Novotny thus has not provided this Court with any factual basis on which to decide that the Defendants practiced an unlawful employment discrimination in their termination of Novotny which was in violation of 42 U.S.C. § 2000e. At most, the Complaint shows that the female employees have been aggrieved by the actions of GAF but, Novotny has not shown a potential prejudice which he has, or would suffer by the alleged illegal discriminatory employment practices charged in his Complaint for which the Civil Rights laws can give him remedy. The Complaint does not raise "issues as to which he is aggrieved," Oatis v. Crown Zellerbach Corp., 398 F.2d 496 (5th Cir. 1968), and this Court concludes that the discrimination alleged by Novotny may not properly be asserted in a civil action under Title VII. Jones v. United Gas Improvement Corp., 68 F.R.D. 1, 10 (E.D.Pa.1975).[6]

Since Novotny has not stated a claim for which relief can be granted under 42 U.S.C. § 1985(3) or under 42 U.S.C. § 2000e, the Defendants' Motion to Dismiss the Complaint will be granted.

An appropriate Order will be entered.


[1] Novotny filed a charge with the Equal Employment Opportunity Commission and on December 9, 1976, received a "right to sue" letter from the Commission. He timely brought this suit complying with the requirements of 42 U.S.C. § 2000e-5.

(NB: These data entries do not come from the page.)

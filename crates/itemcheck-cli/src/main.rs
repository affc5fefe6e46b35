mod cli;
mod cmd;
mod error;
mod format;
mod io;
mod logging;

use clap::Parser;

use crate::cli::{Cli, Command};
use crate::error::CliError;

fn main() {
    let cli = Cli::parse();
    logging::init(cli.verbose, format::colors_enabled(cli.no_color));

    if let Err(e) = dispatch(&cli) {
        tracing::debug!(exit_code = e.exit_code(), "command failed");
        eprintln!("{}", e.message());
        std::process::exit(e.exit_code());
    }
}

fn dispatch(cli: &Cli) -> Result<(), CliError> {
    match &cli.command {
        Command::Validate { file, group } => {
            let content = io::read_input(file, cli.max_file_size)?;
            cmd::validate::run(
                &content,
                *group,
                cli.format,
                cli.quiet,
                cli.verbose,
                cli.no_color,
            )
        }
        Command::Rules { group } => cmd::rules::run(*group, cli.format),
    }
}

[2] Pendrell interprets Phillips v. Trello, 502 F.2d 1000 (3d Cir. 1974) in which Judge Gibbons stated (at p. 1005):

"Since the plaintiffs in Griffin v. Breckenridge were Negro citizens of Mississippi and charged harassment on racial grounds, the Court expressly reserved the question whether a conspiracy motivated by invidiously discriminatory intent other than racial bias would be actionable under § 1985(3) [Citation omitted] Since then the task of defining the scope of the private conspiracy cause of action under § 1985(3) has been going forward in the lower federal courts."

[3] On or about January 22, 1975, at the annual meeting of the Association, Novotny was not re-elected as the secretary or member of the Board of Directors and further was terminated from his employment with GAF. (Complaint, p. 4)

[4] For purposes of this Motion, all well pleaded material allegations of the Complaint must be taken as true. See, Walker Process Equip. Inc. v. Food Mach. & Chem. Corp., 382 U.S. 172, 86 S. Ct. 347, 15 L. Ed. 2d 247 (1965).

[5] Because of this decision, we need not reach the other issues raised by the Defendants in their challenge to Novotny's § 1985 claim.

[6] Again, our disposition of this issue precludes our consideration of the Defendants' other contentions regarding Novotny's Section 2000e claims.